Kent Economics Research Seminars, Autumn Term 2023

Ali Sen (University of Cambridge)

Structural Change at a Disaggregated Level: Sectoral Heterogeneity Matters

Abstract: I analyze a disaggregated structural change model that takes into account the heterogeneity within the broadly defined sectors of the economy. The positive correlation between nominal and real value-added shares of the services, a fact that discredits CES preferences commonly applied in the structural change literature, largely reflects the heterogenous make-up of the services. I show that a model where the service industries with high-productivity growth are separated from the rest of the services can generate this positive correlation without any income effects. Consistent with the stylized facts, the disaggregated structural change model I consider implicates a hump-shaped pattern for the relative price of investment against consumption. Concerning structural change within investment the results of the disaggregated model in general contrast with the existing literature.

Fri September 29, 12:00-13:00, SIBSR7

 

Esther Gehrke (Wageningen University)

Regulating Manufacturing FDI: Local Labor-Market Responses to a Protectionist Policy in Indonesia

Abstract:We analyze the effect of rising protectionism towards foreign direct investment (FDI) on employment and domestic firm creation, exploiting revisions in Indonesia’s highly-granular negative investment list, and spatial variation in the exposure of the manufacturing sector to these investment restrictions. Rising restrictions caused employment gains at the local level, both in the manufacturing as well as in the services sector. The documented employment gains go along with a reorganization of the local production structure: local exposure to FDI restrictions is linked to new firm entries in the manufacturing sector that are concentrated among micro and small enterprises. Spillover-effects to the services sector seem to be driven by a rise in immigration and benefited medium to large enterprises the most, potentially because these were better able to respond to the increased demand for local services.

Wed 4th October 13:00-14:00

 

Tim Willems (Bank of England)

Battle of the markups: conflict inflation and the aspirational channel of monetary policy transmission      

Abstract: After the post-Covid rise in inflation, a debate has emerged whether this inflation is “seller-driven” and, if so, how policy should respond.
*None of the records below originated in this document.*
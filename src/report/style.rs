//! Terminal styling shared by the console reporter and the CLI

use std::io::Write;

use colored::{ColoredString, Colorize};

use crate::error::{EvalError, Result};

pub(crate) const RULE_WIDTH: usize = 56;

pub(crate) fn dim(s: &str) -> ColoredString {
    s.truecolor(100, 100, 100)
}

pub(crate) fn accent(s: &str) -> ColoredString {
    s.truecolor(120, 170, 255)
}

pub(crate) fn muted(s: &str) -> ColoredString {
    s.truecolor(140, 140, 140)
}

pub(crate) fn ok(s: &str) -> ColoredString {
    s.truecolor(100, 210, 120)
}

pub(crate) fn caution(s: &str) -> ColoredString {
    s.truecolor(240, 190, 90)
}

pub(crate) fn section<W: Write>(w: &mut W, title: &str) -> Result<()> {
    writeln!(w).map_err(io_err)?;
    writeln!(w, "  {}", title.white().bold()).map_err(io_err)?;
    writeln!(w, "  {}", dim(&"─".repeat(RULE_WIDTH))).map_err(io_err)
}

/// Key padded to `width`, then the value
pub(crate) fn kv<W: Write>(w: &mut W, key: &str, value: &str, width: usize) -> Result<()> {
    writeln!(w, "  {} {}", muted(&format!("{:<width$}", key, width = width)), value.white())
        .map_err(io_err)
}

/// Horizontal bar of `fraction` (0..=1) over `width` cells
pub(crate) fn bar(fraction: f64, width: usize) -> String {
    let filled = (fraction.clamp(0.0, 1.0) * width as f64).round() as usize;
    format!("{}{}", "█".repeat(filled), "░".repeat(width - filled))
}

pub(crate) fn io_err(e: std::io::Error) -> EvalError {
    EvalError::PresentationError(format!("failed to write report: {}", e))
}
We build a model to capture the underlying distributional conflict between wage- and price-setters both wishing to attain a certain markup. We highlight a new “aspirational channel” of monetary transmission: by influencing cyclical conditions, a central bank can control inflation through affecting markup aspirations of workers and firms. We establish conditions under which an inflationary situation characterized by inconsistent aspirations requires a reduction in economic activity, to push demands of workers and firms towards consistency. We find that countercyclical markups and/or a flat Phillips curve call for more “dovish” monetary policy (responding less to inflation deviations, more to the output gap). Estimating price markup cyclicality across 43 countries, we find that contractionary monetary shocks indeed have stronger anti-inflationary effects in countries with greater markup procyclicality.

Friday October 6, 12:00-13:00, KENSR7

 

Laura Mayoral (Institute for Economic Analysis and Barcelona School of Economics)
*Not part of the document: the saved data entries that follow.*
// Copyright (c) 2022-2023 The MobileCoin Foundation

//! Protocol / APDU definitions for Mavryk baking app communication
//!
//! This module provides the instruction set, status words and payload
//! encodings used to talk to the baking application running on a Ledger
//! device or under the Speculos emulator.
//!
//! Unlike most Ledger protocols all integer fields are big-endian, matching
//! the encoding of the Mavryk (Tezos) operations the app parses.
//!

use ledger_apdu::APDUCommand;
use num_enum::TryFromPrimitive;
use strum::{Display, EnumIter, EnumString};

pub use ledger_proto::{ApduError, ApduHeader, ApduReq, ApduStatic, Decode, DecodeOwned, Encode};

pub mod auth;
pub mod hwm;
pub mod path;
pub mod public_key;
pub mod scheme;
pub mod sign;
pub mod version;

mod helpers;

pub mod prelude;

/// Baking app APDU Class
pub const MAV_APDU_CLA: u8 = 0x80;

/// Maximum payload carried by a single APDU
pub const MAX_APDU_PAYLOAD: usize = 235;

/// P1 value for the first chunk of a multi-APDU request
pub const P1_FIRST: u8 = 0x00;

/// P1 value for following chunks of a multi-APDU request
pub const P1_NEXT: u8 = 0x01;

/// P1 flag marking the last chunk of a multi-APDU request
pub const P1_LAST: u8 = 0x80;

/// Baking app APDU instruction codes
#[derive(Copy, Clone, Debug, PartialEq, Eq, Display, EnumIter, TryFromPrimitive)]
#[repr(u8)]
pub enum Instruction {
    /// Fetch application version
    Version = 0x00,

    /// Authorize a key for baking (prompts the user)
    AuthorizeBaking = 0x01,

    /// Fetch a public key without user interaction
    GetPublicKey = 0x02,

    /// Fetch a public key, displaying it for confirmation
    PromptPublicKey = 0x03,

    /// Sign a message
    Sign = 0x04,

    /// Reset high watermarks
    Reset = 0x06,

    /// Fetch the authorized key path
    QueryAuthKey = 0x07,

    /// Fetch the main chain high watermark
    QueryMainHwm = 0x08,

    /// Fetch the git commit the app was built from
    Git = 0x09,

    /// Setup chain, watermarks and baking key in one request
    Setup = 0x0A,

    /// Fetch main and test high watermarks and main chain id
    QueryAllHwm = 0x0B,

    /// Remove the authorized baking key
    Deauthorize = 0x0C,

    /// Fetch the authorized key path and its curve
    QueryAuthKeyWithCurve = 0x0D,

    /// Compute a HMAC with a device key
    Hmac = 0x0E,

    /// Sign a message, returning the message hash alongside the signature
    SignWithHash = 0x0F,
}

/// Status words returned by the baking app
#[derive(Copy, Clone, Debug, PartialEq, Eq, Display, EnumString, TryFromPrimitive)]
#[repr(u16)]
pub enum StatusWord {
    Ok = 0x9000,
    WrongParam = 0x6B00,
    WrongLength = 0x6C00,
    InvalidIns = 0x6D00,
    WrongLengthForIns = 0x917E,
    Reject = 0x6985,
    ParseError = 0x9405,
    ReferencedDataNotFound = 0x6A88,
    WrongValues = 0x6A80,
    Security = 0x6982,
    Class = 0x6E00,
    MemoryError = 0x9200,
    UnknownCxErr = 0x9001,
}

impl StatusWord {
    /// Map a raw status word, returning the raw value when unknown
    pub fn from_code(code: u16) -> Result<Self, u16> {
        Self::try_from(code).map_err(|_| code)
    }
}

/// Request parameter errors
#[derive(Clone, Debug, PartialEq, Eq, thiserror::Error)]
pub enum ParamError {
    /// Unknown curve code
    #[error("unknown curve code {0:#04x}")]
    UnknownCurve(u8),

    /// Derivation path exceeds the device limit
    #[error("derivation path too long ({0} components)")]
    PathTooLong(usize),

    /// Derivation path string could not be parsed
    #[error("invalid derivation path '{0}'")]
    InvalidPath(String),

    /// Level outside the valid range
    #[error("invalid level {0}")]
    InvalidLevel(u32),
}

/// Check that a buffer holds at least `n` bytes
pub(crate) fn check_len(buff: &[u8], n: usize) -> Result<(), ApduError> {
    if buff.len() < n {
        return Err(ApduError::InvalidLength);
    }
    Ok(())
}

/// Check that a level is valid for the app (top two bits clear)
pub fn is_valid_level(level: u32) -> bool {
    level & 0xC000_0000 == 0
}

/// Build a command APDU from a request object
pub fn command<'a, R: ApduReq<'a>>(req: &R) -> Result<APDUCommand<Vec<u8>>, ApduError> {
    let h = req.header();

    let mut data = vec![0u8; req.encode_len()?];
    let n = req.encode(&mut data)?;
    data.truncate(n);

    Ok(APDUCommand {
        cla: h.cla,
        ins: h.ins,
        p1: h.p1,
        p2: h.p2,
        data,
    })
}

/// Decode a response object that must span the whole buffer
pub fn decode_exact<T>(buff: &[u8]) -> Result<T, ApduError>
where
    T: DecodeOwned<Output = T, Error = ApduError>,
{
    let (v, n) = T::decode_owned(buff)?;
    if n != buff.len() {
        return Err(ApduError::InvalidLength);
    }
    Ok(v)
}

/// Split a message into APDU-sized chunks, returning the P1 value for each
///
/// An empty message still produces a single (empty, last) chunk.
pub fn chunks(message: &[u8]) -> Vec<(u8, &[u8])> {
    if message.is_empty() {
        return vec![(P1_NEXT | P1_LAST, message)];
    }

    let n = (message.len() + MAX_APDU_PAYLOAD - 1) / MAX_APDU_PAYLOAD;

    message
        .chunks(MAX_APDU_PAYLOAD)
        .enumerate()
        .map(|(i, c)| {
            let p1 = if i + 1 == n { P1_NEXT | P1_LAST } else { P1_NEXT };
            (p1, c)
        })
        .collect()
}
Economic development in pixels: The limitations of nightlights and new spatially disaggregated measures of consumption and poverty

Abstract: Satellite measures of nightlights are frequently used as proxies for economic development, even though they are limited by their lack of a substantively interpretable metric and by substantial measurement error. This paper develops a method for estimating consumption and poverty in 10x10km cells that addresses both limitations. The foundation of the method is a mathematical framework for combining individual-level surveys of asset ownership with country level economic data to produce a new measure of spatially disaggregated consumption per capita. We use the new data to illustrate why analyses using nightlights can be expected to generate biased results due to non-classical measurement error. By revisiting two papers on institutions and economic development, we show that the measurement error can lead to both amplification bias and attenuation bias.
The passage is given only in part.